Ambassador of Hungary H.E. Istavan Gyula Soos told the gathering that the Visegrad Group, due to its unique historical background and increasing economic importance, will be one of the new emerging powerhouses of this new era. Our close cooperation during the pandemic will enable us to do a swift economic restart and to increase our competitiveness in the changing world, making, hopefully, the V4 alliance one of the winners of the upcoming years.

For his part, Ambassador of Slovakia H.E. Igor Hajdusek stated that “together we are stronger“, the history of the 30 years of existence is proof of the close cooperation, benefits, and the strength of V4.

The first high-level summit of V4 was held in the town of Visegrád on 15 February, 1991. The place was selected to symbolically connect the summit to the meetings of three kings in Visegrád in 1335 and 1336, which had been the results of lengthy and complex diplomatic efforts at that time and can be regarded as one of the earliest examples of regional cooperation in Central Europe. Six hundred years later the presidents of the Central European states formed the Visegrád Group.

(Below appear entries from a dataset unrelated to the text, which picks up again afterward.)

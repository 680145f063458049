//! Meteor scene
//!
//! Three independent particles streaking along the strip. The whole frame
//! is faded toward black before drawing, which leaves motion trails.

use embassy_time::Duration;

use super::{Effect, FrameContext};
use crate::{color::Rgb, math8::scale8, rng::TickRng};

/// Number of concurrent meteors.
pub const METEOR_COUNT: usize = 3;

const HEAD_COLOR: Rgb = Rgb {
    r: 255,
    g: 200,
    b: 100,
};

/// Trail length behind the head.
const TRAIL_LEN: i32 = 7;

/// Frame fade amount (fadeToBlackBy semantics: scale by 255 - FADE).
const FADE: u8 = 64;

/// Respawn window behind the strip start and speed bounds (px/frame).
const RESPAWN_MIN: i32 = -20;
const SPEED_MIN: i32 = 2;
const SPEED_MAX: i32 = 4;

/// Meteor scene state.
#[derive(Debug, Clone)]
pub struct MeteorEffect {
    rng: TickRng,
    positions: [i32; METEOR_COUNT],
    speeds: [i32; METEOR_COUNT],
}

impl MeteorEffect {
    pub const fn new(rng_seed: u64) -> Self {
        Self {
            rng: TickRng::new(rng_seed),
            positions: [0, 20, 40],
            speeds: [2, 3, 2],
        }
    }

    /// Current particle positions (may be negative before entering the strip).
    pub const fn positions(&self) -> [i32; METEOR_COUNT] {
        self.positions
    }
}

impl Effect for MeteorEffect {
    // Coarse animation step; trails look the same regardless of host loop speed.
    const FRAME_INTERVAL: Option<Duration> = Some(Duration::from_millis(50));

    #[allow(clippy::cast_possible_truncation, clippy::cast_possible_wrap, clippy::cast_sign_loss)]
    fn render(&mut self, _ctx: &FrameContext, leds: &mut [Rgb]) {
        if leds.is_empty() {
            return;
        }
        let len = leds.len() as i32;
        let keep = 255 - FADE;

        // Fade everything first so previous heads become trails
        for led in leds.iter_mut() {
            led.r = scale8(led.r, keep);
            led.g = scale8(led.g, keep);
            led.b = scale8(led.b, keep);
        }

        for m in 0..METEOR_COUNT {
            let pos = self.positions[m];
            if pos < len {
                if pos >= 0 {
                    leds[pos as usize] = HEAD_COLOR;
                }

                // Fading trail behind the head
                for j in 1..=TRAIL_LEN {
                    let trail_pos = pos - j;
                    if trail_pos >= 0 && trail_pos < len {
                        let div = (j + 1) as u8;
                        leds[trail_pos as usize] = Rgb {
                            r: HEAD_COLOR.r / div,
                            g: HEAD_COLOR.g / div,
                            b: HEAD_COLOR.b / div,
                        };
                    }
                }

                self.positions[m] += self.speeds[m];
            } else {
                // Respawn behind the strip with a new speed
                self.positions[m] = self.rng.range(RESPAWN_MIN, 0);
                self.speeds[m] = self.rng.range(SPEED_MIN, SPEED_MAX);
            }
        }
    }
}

Moreover, the Visegrad Group is a platform for exchanging experiences between V4 societies. That is why, the International Visegrad Fund (IVF) was established to facilitate links between them. For more than 20 years now the IVF supports the realisation of common projects, grants, artistic and literary programs.

As part of the celebrations of the 30th anniversary of the Visegrad Group, on 17 February 2021 a summit of the V4 prime ministers was held in Krakow with the participation of the President of the European Council Charles Michel.

The summit was an attempt to sum up thirty years of multifaceted cooperation of the Visegrad Group countries. Three decades ago at the Visegrad Castle a new chapter in the history of our four countries began. We have been together for around 360 months and we can say that history has come full circle. However, after these 360 ​​months we are in a completely different place from where we started. The Visegrad Group is a story about unification with Europe, about strengthening and new great ambitions.

V4 and GCC comparison: In spite of the differences of the countries’ economic potential and geographical differences, there are certain similarities in the cooperation between V4 countries and GCC states:

Shared cultural and historic backgrounds: Influence of Western Christianity (Roman Catholicism), experience of II World War and post war communist regimes in V4 Group. Arab-Islamic roots of GCC states, as well as balancing influence between colonial powers (Ottoman Empire, UK).

Social and economic level of development: GCC economies are based on oil extraction and exports. V4 countries transitioned from socialistic methods of centrally controlled economies to the ideas of free market and freedom of entrepreneurship.

Goals: GCC seek new, other than oil-based development route for their economies. V4 Group states, as a major manufacturer of goods in Europe (heavy industry, automotive, agriculture) seek advancement to the high income – high productivity categories.

The activities of the group are coordinated by V4 countries’ foreign ministries but extend to all levels of the government and state administration. With the establishment of the International Visegrad Fund in 2000, support has also been given to non-governmental organizations and civil initiatives for the ’bottom-up’ building of the regional alliance.

Activities of the Visegrad Group are aimed at strengthening stability and prosperity in the Central European region. V4 member states perceive their cooperation as a value and a proof of their ability to integrate into such structures as the European Union.
An exhibition was also on display showcasing the history of the V4 nations.